Günümüzde, iktidar partisinin, en fazla rağbet ettiği husus algı operasyonları çerçevesinde, eğitimsiz kesimi yönlendirme isteğidir. Bu konuda, özellikle başarılı oldukları da seçimlerin neticeleri itibariyle görülmüştür.

Ülkemizi, derinden sarsan, siyasi, adli ve silahlı isyan olaylarını yaratan, FETÖ silahlı terör örgütünün, Türk Silahlı Kuvvetlerine saldırarak “diskriminasyon tekniği“ kapsamında gerçekleştirdiği operasyonlara, siyasi olarak iktidar partisinin destek verdiği birçok somut olayla kamuoyu nezdinde, açıklanabilmektedir.

Bu durum ülkenin yaşadığı siyasi ve adli kaosun bir başka boyutu olan devlet krizini teşkil etmektedir. Çünkü ülkenin “millî ordusuna“ karalama, yıpratma, suç isnat etme, etkisizleştirme ve tasfiye etme operasyonlarının aşamalar halinde, uygulanıp başarı sağlanması, siyasi destek olmadan, bu kadar gelişmesinin mümkün olamayacağı bilinmektedir.

FETÖ silahlı terör örgütü, hazırladığı sahte, isimsiz ve tamamen uydurma ihbar mektupları ile Türk Silahlı Kuvvetlerinin ana omurgasını maalesef yıpratabilmiş, bu duruma da ülkenin siyasi yöneticileri seyirci kalmıştır.

Diskriminasyon tekniği, basit bir psikolojik savaş uygulamasıdır ki geriye doğru izleme ve teyit alma ile psikolojik alan savunması yapılarak kesinlikle önlenebilirdi.

Bu husus ülke içinde görev yapan, istihbarat birimleri tarafından bilinen metotlardan birisidir. Tabi bu psikolojik savaş savunma tekniğinin, uygulanması için ülkenin bağımsız ve milli kurumlarının çalışması ve siyasi erk tarafından rasyonel ortak akıl üretilerek karar alınması öncelikli yaklaşımdır.

Ancak biat kültüründe, ortak aklın yerini tek bir kişinin kararları aldığı için bu psikolojik savaş savunma mekanizmasının çalıştırılması mümkün olmamış ve o tek adamın “kusura bakmayın aldatıldık allah affetsin“ diyerek, neticelerin sorumluluğunu her zamanki gibi, almayıp, bir bilinmeyene bırakmıştır.

İşte netice itibariyle bu kadar basit bir diskriminasyon tekniği başarı sağlamıştır.

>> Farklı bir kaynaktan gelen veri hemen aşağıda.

use std::collections::BTreeMap;
use std::fs;
use std::path::Path;

use anyhow::{Context, Result};
use aurora_script::{Creature, ObjectArena, ObjectHandle, ObjectType, ScriptObject, Variable};
use serde::Deserialize;
use thiserror::Error;

#[derive(Debug, Error)]
pub enum ModuleError {
    #[error("area {0:?} is defined twice")]
    DuplicateArea(String),
    #[error("object {object:?} references unknown area {area:?}")]
    UnknownArea { object: String, area: String },
    #[error("object {object:?} cannot be declared with type {kind:?}; use the areas list")]
    ReservedType { object: String, kind: ObjectType },
    #[error("local {name:?} on object {object:?} does not fit a script int: {value}")]
    IntOutOfRange {
        object: String,
        name: String,
        value: serde_json::Number,
    },
}

#[derive(Debug, Deserialize)]
pub struct ModuleDefinition {
    pub name: String,
    #[serde(default)]
    pub tag: Option<String>,
    #[serde(default)]
    pub areas: Vec<AreaDefinition>,
    #[serde(default)]
    pub objects: Vec<ObjectDefinition>,
}

#[derive(Debug, Deserialize)]
pub struct AreaDefinition {
    pub tag: String,
    #[serde(default)]
    pub name: Option<String>,
}

#[derive(Debug, Deserialize)]
pub struct ObjectDefinition {
    pub tag: String,
    #[serde(default)]
    pub name: Option<String>,
    #[serde(rename = "type")]
    pub object_type: ObjectType,
    #[serde(default)]
    pub area: Option<String>,
    #[serde(default)]
    pub position: [f32; 3],
    #[serde(default)]
    pub conversation: Option<String>,
    #[serde(default)]
    pub creature: Option<CreatureDefinition>,
    #[serde(default)]
    pub locals: BTreeMap<String, LocalValue>,
}

#[derive(Debug, Deserialize)]
pub struct CreatureDefinition {
    #[serde(default)]
    pub pc: bool,
    #[serde(default = "default_abilities")]
    pub abilities: [i32; 6],
}

fn default_abilities() -> [i32; 6] {
    [10; 6]
}

/// Initial local variable value; the JSON number form picks the type.
#[derive(Debug, Clone, Deserialize)]
#[serde(untagged)]
pub enum LocalValue {
    Number(serde_json::Number),
    String(String),
}

impl LocalValue {
    /// Integers must fit a script int; numbers with a fraction or exponent
    /// become floats.
    fn into_variable(self, object: &str, name: &str) -> Result<Variable, ModuleError> {
        let number = match self {
            LocalValue::String(value) => return Ok(Variable::String(value)),
            LocalValue::Number(number) => number,
        };
        if number.is_f64() {
            let value = number.as_f64().unwrap_or_default();
            return Ok(Variable::Float(value as f32));
        }
        number
            .as_i64()
            .and_then(|value| i32::try_from(value).ok())
            .map(Variable::Int)
            .ok_or_else(|| ModuleError::IntOutOfRange {
                object: object.to_string(),
                name: name.to_string(),
                value: number,
            })
    }
}

/// The loaded game world: the module object, its areas, and every object
/// placed in them, all owned by a single arena.
#[derive(Debug, Clone)]
pub struct Module {
    name: String,
    handle: ObjectHandle,
    objects: ObjectArena,
    areas: BTreeMap<String, ObjectHandle>,
}

impl Module {
    pub fn new(name: impl Into<String>, tag: impl Into<String>) -> Self {
        let name = name.into();
        let mut objects = ObjectArena::new();
        let handle =
            objects.insert(ScriptObject::new(ObjectType::Module, tag).with_name(name.clone()));
        Self {
            name,
            handle,
            objects,
            areas: BTreeMap::new(),
        }
    }

    pub fn from_definition(definition: ModuleDefinition) -> Result<Self, ModuleError> {
        let ModuleDefinition {
            name,
            tag,
            areas,
            objects,
        } = definition;
        let tag = tag.unwrap_or_else(|| name.clone());
        let mut module = Module::new(name, tag);

        for area in areas {
            if module.areas.contains_key(&area.tag) {
                return Err(ModuleError::DuplicateArea(area.tag));
            }
            module.add_area(area.tag, area.name);
        }

        for object in objects {
            if matches!(object.object_type, ObjectType::Area | ObjectType::Module) {
                return Err(ModuleError::ReservedType {
                    object: object.tag,
                    kind: object.object_type,
                });
            }
            let area = match object.area.as_deref() {
                Some(area_tag) => Some(module.area(area_tag).ok_or_else(|| {
                    ModuleError::UnknownArea {
                        object: object.tag.clone(),
                        area: area_tag.to_string(),
                    }
                })?),
                None => None,
            };

            let mut script_object = ScriptObject::new(object.object_type, object.tag)
                .with_position(object.position.into());
            if let Some(name) = object.name {
                script_object = script_object.with_name(name);
            }
            if let Some(area) = area {
                script_object = script_object.with_area(area);
            }
            if let Some(conversation) = object.conversation {
                script_object = script_object.with_conversation(conversation);
            }
            if let Some(creature) = object.creature {
                script_object =
                    script_object.with_creature(Creature::new(creature.pc, creature.abilities));
            }
            for (name, value) in object.locals {
                let value = value.into_variable(script_object.tag(), &name)?;
                script_object.locals_mut().set(name, value);
            }
            module.add_object(script_object);
        }

        Ok(module)
    }

    pub fn load_from_file(path: &Path) -> Result<Self> {
        let raw = fs::read_to_string(path)
            .with_context(|| format!("reading module definition {}", path.display()))?;
        let definition: ModuleDefinition = serde_json::from_str(&raw)
            .with_context(|| format!("parsing module definition {}", path.display()))?;
        let module = Module::from_definition(definition)
            .with_context(|| format!("building module from {}", path.display()))?;
        Ok(module)
    }

    pub fn add_area(&mut self, tag: impl Into<String>, name: Option<String>) -> ObjectHandle {
        let tag = tag.into();
        let mut area = ScriptObject::new(ObjectType::Area, tag.clone());
        if let Some(name) = name {
            area = area.with_name(name);
        }
        let handle = self.objects.insert(area);
        self.areas.insert(tag, handle);
        handle
    }

    pub fn add_object(&mut self, object: ScriptObject) -> ObjectHandle {
        self.objects.insert(object)
    }

    pub fn remove_object(&mut self, handle: ObjectHandle) -> Option<ScriptObject> {
        if handle == self.handle || self.areas.values().any(|area| *area == handle) {
            return None;
        }
        self.objects.remove(handle)
    }

    pub fn name(&self) -> &str {
        &self.name
    }

    /// The module object itself.
    pub fn handle(&self) -> ObjectHandle {
        self.handle
    }

    pub fn area(&self, tag: &str) -> Option<ObjectHandle> {
        self.areas.get(tag).copied()
    }

    pub fn area_count(&self) -> usize {
        self.areas.len()
    }

    /// First live object carrying `tag`, in arena order.
    pub fn find_by_tag(&self, tag: &str) -> Option<ObjectHandle> {
        self.objects
            .iter()
            .find(|object| object.tag() == tag)
            .map(ScriptObject::handle)
    }

    pub fn objects(&self) -> &ObjectArena {
        &self.objects
    }

    pub fn objects_mut(&mut self) -> &mut ObjectArena {
        &mut self.objects
    }
}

Esas sorun buradadır, çünkü sayın Erdoğan ve güvenlik bürokrasisinde sorgusuz, sualsiz, biat etmiş yöneticiler, hiçbir istihbarat analizine, geriye izleme, kontrol ve teyit almaya ihtiyaç duymadan, tüm imzasız, isimsiz, ihbar mektuplarına itibar etme gafletini, basiretsizliğini ve beceriksizliğini göstermişlerdir. Ancak bir taraftan da şeytanın avukatlığını yaparak, acaba bu durum, onların da işlerine gelip gizli ajandalarına uygun mudur diye düşünüyorum ki takdiri yine sizlere bırakıyorum.

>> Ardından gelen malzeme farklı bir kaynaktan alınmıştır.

//! Hardware capabilities the machine drives.
//!
//! The machine never counts gumballs itself. It asks the device to
//! dispense one and learns from the answer whether any were left.

mod memory;

pub use memory::MemoryDevice;

/// Display and dispensing hardware behind a gumball machine.
pub trait Device {
    /// Show one line of text on the display.
    fn display_line(&mut self, line: &str);

    /// Return one coin to the customer.
    fn dispense_coin(&mut self);

    /// Drop one gumball if any remain.
    ///
    /// Returns `true` when a gumball was dispensed and the inventory
    /// decremented, `false` when the inventory was already empty.
    fn dispense_gumball(&mut self) -> bool;
}

impl<D: Device + ?Sized> Device for &mut D {
    fn display_line(&mut self, line: &str) {
        (**self).display_line(line)
    }

    fn dispense_coin(&mut self) {
        (**self).dispense_coin()
    }

    fn dispense_gumball(&mut self) -> bool {
        (**self).dispense_gumball()
    }
}

impl<D: Device + ?Sized> Device for Box<D> {
    fn display_line(&mut self, line: &str) {
        (**self).display_line(line)
    }

    fn dispense_coin(&mut self) {
        (**self).dispense_coin()
    }

    fn dispense_gumball(&mut self) -> bool {
        (**self).dispense_gumball()
    }
}
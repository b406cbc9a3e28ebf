//! Gumball: a coin-operated vending state machine
//!
//! The machine follows a "pure core, imperative shell" split. The core
//! decides, for the current state and an action, the next state and the
//! device effects to run. The shell (`GumballMachine`) runs those effects
//! against a [`Device`] and owns nothing but the current state.
//!
//! # Core Concepts
//!
//! - **State**: SoldOut, NoCoin or HasCoin, via `MachineState`
//! - **Action**: insert coin, eject coin, turn crank, refill
//! - **Device**: display and dispensing hardware, owner of the gumball count
//! - **History**: optional immutable record of executed actions
//!
//! # Example
//!
//! ```rust
//! use gumball::{GumballMachine, MachineState, MemoryDevice, Message};
//!
//! let mut machine = GumballMachine::new(MemoryDevice::with_gumballs(1));
//! assert_eq!(machine.state(), MachineState::SoldOut);
//!
//! machine.refill();
//! machine.insert_coin();
//! assert!(machine.has_coin());
//!
//! machine.turn_crank();
//! assert_eq!(machine.device().count(), 0);
//! assert_eq!(machine.device().line(), Some(Message::NoCoinStart.text()));
//!
//! // The machine finds out it is empty on the next paid crank.
//! machine.insert_coin();
//! machine.turn_crank();
//! assert!(machine.is_sold_out());
//! assert_eq!(machine.device().coins_returned(), 1);
//! ```

pub mod builder;
pub mod core;
pub mod device;
pub mod machine;

// Re-export commonly used types
pub use builder::{BuildError, GumballMachineBuilder};
pub use crate::core::{Action, MachineState, Message, ParseActionError, State, StateHistory};
pub use device::{Device, MemoryDevice};
pub use machine::GumballMachine;
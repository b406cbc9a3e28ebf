//! Gumball Machine REPL
//!
//! Drives a machine backed by an in-memory device from stdin.
//!
//! Commands:
//! - `insert`, `eject`, `crank`, `refill`: machine actions
//! - `load <n>`: put n gumballs into the device (then `refill`)
//! - `state`: print state and device counters
//! - `history`: print the action history as JSON
//! - `quit`
//!
//! Run with: cargo run --example gumball_repl
//! Set GUMBALL_LOG=debug to see transitions.

use gumball::{Action, GumballMachine, GumballMachineBuilder, MemoryDevice};
use simplelog::{ColorChoice, Config, LevelFilter, TermLogger, TerminalMode};
use std::io::{self, BufRead, Write};

fn init_logging() {
    let level = std::env::var("GUMBALL_LOG")
        .ok()
        .and_then(|value| value.parse::<LevelFilter>().ok())
        .unwrap_or(LevelFilter::Warn);
    let _ = TermLogger::init(
        level,
        Config::default(),
        TerminalMode::Stderr,
        ColorChoice::Auto,
    );
}

fn print_status(machine: &GumballMachine<MemoryDevice>) {
    let device = machine.device();
    println!(
        "state={} gumballs={} sold={} coins_returned={}",
        machine.state(),
        device.count(),
        device.gumballs_dispensed(),
        device.coins_returned()
    );
}

fn main() -> Result<(), Box<dyn std::error::Error>> {
    init_logging();

    let mut machine = GumballMachineBuilder::new()
        .device(MemoryDevice::new())
        .track_history(true)
        .build()?;

    let mut shown = machine.device().lines().len();
    let stdin = io::stdin();
    let mut stdout = io::stdout();

    for line in machine.device().lines() {
        println!("[display] {}", line);
    }

    loop {
        print!("> ");
        stdout.flush()?;

        let mut input = String::new();
        if stdin.lock().read_line(&mut input)? == 0 {
            break;
        }

        let mut words = input.split_whitespace();
        match words.next() {
            None => continue,
            Some("quit") | Some("exit") => break,
            Some("state") => print_status(&machine),
            Some("history") => {
                if let Some(history) = machine.history() {
                    println!("{}", history.to_json()?);
                }
            }
            Some("load") => match words.next().map(str::parse::<u32>) {
                Some(Ok(count)) => {
                    machine.device_mut().add_gumballs(count);
                    println!("loaded {} gumballs", count);
                }
                _ => println!("usage: load <count>"),
            },
            Some(word) => match word.parse::<Action>() {
                Ok(action) => {
                    machine.dispatch(action);
                }
                Err(err) => println!("{}", err),
            },
        }

        for line in &machine.device().lines()[shown..] {
            println!("[display] {}", line);
        }
        shown = machine.device().lines().len();
    }

    print_status(&machine);
    Ok(())
}
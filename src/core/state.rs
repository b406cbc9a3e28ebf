//! State trait and the machine's states.
//!
//! States are plain values. Everything here is pure: inspecting a state
//! never touches the device.

use serde::{Deserialize, Serialize};
use std::fmt::Debug;

/// Trait for state machine states.
///
/// # Required Traits
///
/// - `Copy`: states are small tags, copied into history records
/// - `PartialEq`: transition logic compares states
/// - `Debug`: diagnostics
/// - `Serialize` + `Deserialize`: history export
pub trait State:
    Copy + PartialEq + Debug + Serialize + for<'de> Deserialize<'de> + Send + Sync
{
    /// Get the state's name for display/logging.
    fn name(&self) -> &str;

    /// Check if this is a final (terminal) state.
    ///
    /// Default implementation returns `false`.
    fn is_final(&self) -> bool {
        false
    }
}

crate::state_enum! {
    /// Disposition of the gumball machine between actions.
    ///
    /// Dispensing is transient: it happens inside a crank turn and is
    /// never observable as a state.
    #[derive(Default)]
    pub enum MachineState {
        /// No gumballs known to be available. The machine starts here.
        #[default]
        SoldOut,
        /// Stocked and waiting for a coin.
        NoCoin,
        /// Stocked with a coin inserted.
        HasCoin,
    }
}

impl MachineState {
    /// State from the two-flag view. Returns `None` for a coin held while
    /// sold out, which cannot happen.
    pub fn from_flags(sold_out: bool, has_coin: bool) -> Option<Self> {
        match (sold_out, has_coin) {
            (true, false) => Some(Self::SoldOut),
            (false, false) => Some(Self::NoCoin),
            (false, true) => Some(Self::HasCoin),
            (true, true) => None,
        }
    }

    pub fn is_sold_out(self) -> bool {
        matches!(self, Self::SoldOut)
    }

    pub fn has_coin(self) -> bool {
        matches!(self, Self::HasCoin)
    }
}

Halk içinde, entelektüel birikimi olan kesim, FETÖ silahlı terör örgütünün devlet içinde yapılanmasını sağlayan siyasi bağlantıları her fırsatta sorgulamıştır. Oysa bu siyasi bağlantılar çok açık ortadadır ve hiçbir zaman siyaseten hesap verip, bedel ödememiştir.

Gelinen bu noktada, siyasi sonuçlar alınmadan sadece ikinci, üçüncü sınıf örgüt mensupları yakalanmış, ancak örgütün elebaşı olan Fethullah Gülen ve diğer üst düzey yöneticiler yurt dışına kaçabilmiştir. Acaba nasıl? İşte gerçek sorun buradadır. Bu kişilerin yurt dışına kaçabilmeleri, kimler tarafından sağlanmıştır ki bunun cevabı mahkemelerde ve güvenlik birimlerinde hiç verilmemiştir.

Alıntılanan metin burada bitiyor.